Most of Walter Mosley’s advice in This Year You Write Your Novel is standard to almost every book on writing or writing class, explaining point of view, going over dialogue and description, and expounding the merits of showing versus telling.
His segment on showing versus telling, for instance, is one of the better ones that I’ve read. Mosley concisely explains why showing is preferable, in most instances, to telling.
I know that there are the sticklers out there among you who will say that everything expressed in words is told, not shown. After all telling is a function of speaking, and writing is nothing but an extension of speech. This is true. But there’s a difference between explanation and verbal action.
For instance, “Call me Ishmael” is the well-known first line of the American classic Moby Dick. Contrast this sentence with “His name was Ishmael.”
. . . .
“His name was Ishmael” is a flat statement that does not, on its own, draw us in. It is merely a piece of information.
The first example shows something to the reader, or, more accurately, it attempts to include the reader by engaging the reader on a personal level.
Besides drawing the reader into the novel’s world, Mosley explains, narrative that shows adds a “human aspect to its repertoire and, in doing so, includes the reader either emotionally or physically.”
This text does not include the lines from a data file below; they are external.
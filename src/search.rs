//! Exhaustive minimax search for the computer player.
//!
//! This module implements plain minimax (no pruning, no heuristic):
//! - Wins for the searching token score +1, losses -1
//! - Full boards and positions at the depth limit score 0
//! - Candidate moves are enumerated by a pluggable [`MoveOrder`]
//!
//! The enumeration order only decides which of several equally scored moves
//! is returned: the first one visited wins, since the best move is replaced
//! only on a strictly higher score.

use tracing::{debug, error, trace};

use crate::board::{Board, Cell, Move, Token};
use crate::constants::{CELLS, LOSS_SCORE, NEUTRAL_SCORE, WIN_SCORE};

/// Strategy deciding where enumeration of a node's open cells begins.
pub trait MoveOrder {
    /// Row-major index of the first cell to visit on `board`.
    fn start_index(&mut self, board: &Board) -> usize;

    /// Open cells of `board`, starting at [`Self::start_index`] and wrapping
    /// around in row-major order.
    fn open_cells(&mut self, board: &Board) -> OpenCells {
        let start = self.start_index(board);
        OpenCells::new(*board, start)
    }
}

/// Iterator over the open cells of a board snapshot.
///
/// Walks all cells once in row-major order starting at `start` and wrapping,
/// yielding only those that were empty in the snapshot. Every open cell is
/// yielded exactly once.
pub struct OpenCells {
    board: Board,
    start: usize,
    visited: usize,
}

impl OpenCells {
    pub fn new(board: Board, start: usize) -> Self {
        Self {
            board,
            start: start % CELLS,
            visited: 0,
        }
    }
}

impl Iterator for OpenCells {
    type Item = Move;

    fn next(&mut self) -> Option<Move> {
        while self.visited < CELLS {
            let idx = (self.start + self.visited) % CELLS;
            self.visited += 1;
            if self.board.cell_at(idx) == Cell::Empty {
                return Some(Move::from_index(idx));
            }
        }
        None
    }
}

/// Fixed row-major order: (0,0), (0,1), ... (2,2).
#[derive(Copy, Clone, Debug, Default)]
pub struct RowMajor;

impl MoveOrder for RowMajor {
    fn start_index(&mut self, _board: &Board) -> usize {
        0
    }
}

/// Row-major order starting from a uniformly random open cell.
///
/// A new start is drawn every time a node is enumerated.
pub struct RandomStart {
    rng: fastrand::Rng,
}

impl Default for RandomStart {
    fn default() -> Self {
        Self::new()
    }
}

impl RandomStart {
    pub fn new() -> Self {
        Self {
            rng: fastrand::Rng::new(),
        }
    }

    /// Create an order with a fixed seed, for reproducible runs.
    pub fn with_seed(seed: u64) -> Self {
        Self {
            rng: fastrand::Rng::with_seed(seed),
        }
    }
}

impl MoveOrder for RandomStart {
    fn start_index(&mut self, board: &Board) -> usize {
        let open: Vec<usize> = (0..CELLS)
            .filter(|&i| board.cell_at(i) == Cell::Empty)
            .collect();
        if open.is_empty() {
            return 0;
        }
        open[self.rng.usize(..open.len())]
    }
}

/// Best move for `token` searching `max_depth` plies past the reply,
/// enumerating candidates in row-major order.
///
/// Returns `None` if the board is full.
pub fn best_move(board: Board, max_depth: usize, token: Token) -> Option<Move> {
    best_move_with(board, max_depth, token, &mut RowMajor)
}

/// Same as [`best_move`], but every node starts enumeration at a random open
/// cell, so ties between equally good moves are broken randomly.
pub fn best_move_randomized(board: Board, max_depth: usize, token: Token) -> Option<Move> {
    best_move_with(board, max_depth, token, &mut RandomStart::new())
}

/// Run the search with an explicit enumeration order.
pub fn best_move_with<O: MoveOrder>(
    board: Board,
    max_depth: usize,
    token: Token,
    order: &mut O,
) -> Option<Move> {
    let mut best = None;
    let mut best_score = i32::MIN;

    for mv in order.open_cells(&board) {
        let child = simulate(&board, mv, token);
        let score = minimax(&child, 0, false, max_depth, token, order);
        trace!(row = mv.row, col = mv.col, score, "candidate scored");

        if score > best_score {
            best_score = score;
            best = Some(mv);
        }
    }

    match best {
        Some(mv) => debug!(%token, max_depth, %mv, score = best_score, "best move chosen"),
        None => debug!(%token, "no open cells"),
    }
    best
}

/// Score `board` from `token`'s point of view.
///
/// `maximizing` tells whose turn it is: `token`'s when true, the opponent's
/// otherwise. Terminal checks run in a fixed order: opponent win, own win,
/// then full board or depth limit.
pub fn minimax<O: MoveOrder>(
    board: &Board,
    depth: usize,
    maximizing: bool,
    max_depth: usize,
    token: Token,
    order: &mut O,
) -> i32 {
    let opponent = token.opponent();

    if board.check_win_for_player(opponent) {
        return LOSS_SCORE;
    } else if board.check_win_for_player(token) {
        return WIN_SCORE;
    } else if board.check_tie() || depth == max_depth {
        return NEUTRAL_SCORE;
    }

    let depth = depth + 1;
    let side = if maximizing { token } else { opponent };

    let mut result = if maximizing { i32::MIN } else { i32::MAX };
    for mv in order.open_cells(board) {
        let child = simulate(board, mv, side);
        let score = minimax(&child, depth, !maximizing, max_depth, token, order);
        result = if maximizing {
            result.max(score)
        } else {
            result.min(score)
        };
    }
    result
}

/// Copy of `board` with `token` placed at `mv`.
///
/// Panics if the cell is taken: enumeration only yields open cells, so an
/// occupied target is a bug in the move order.
fn simulate(board: &Board, mv: Move, token: Token) -> Board {
    let mut child = *board;
    if !child.place_token(mv.row, mv.col, token) {
        error!(%mv, %token, "move enumeration yielded an occupied cell");
        panic!("tried to place {token} on occupied cell {mv} during search");
    }
    child
}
Mosley’s book is also one of the first I’ve read that encourages fiction writers — or any prose writer for that matter — to study poetry seriously. Poetry teaches the writer, Mosley says, to appreciate the subtleties of language.
“Of all writing,” he says, “poetry is the most demanding . . . .In poetry you have to see language as both music and content.”
I was also impressed by Mosley’s differentiating between intuitive writers — those who basically plunge in and discover the story as they write —-and structure writers, who know the whole story from beginning to end, and don’t plunge in until they know it.
Some writing books, as Robert Olen Butler’s From Where You Dream, favor one method over the other. Butler suggests to some extent that the intuitive approach is the only approach that will allow a writer to tap into the creative zone necessary to write without restraint and create art.
“The intuitive and structured methods are equally valid,” Mosley says.
Truthfully, Mosley says, there are probably few writers who are strictly intuitive or structured.
One of my favorite sections of the book is a digression on genre. Mosley doesn’t stash any genre into the literary suburbs. It’s a refreshing outlook—in a refreshing book on writing — not always present in other books on writing, which seem to encourage writers to aspire only to literary writing, whatever that is.
“A novel is a novel is a novel,” he writes. “A crime story is a novel. A romance is a novel. . . .No one who is serious about literature would dismiss One Hundred Years of Solitude for being a fantasy. No one would write off The Stranger because of its courtroom or crime details.”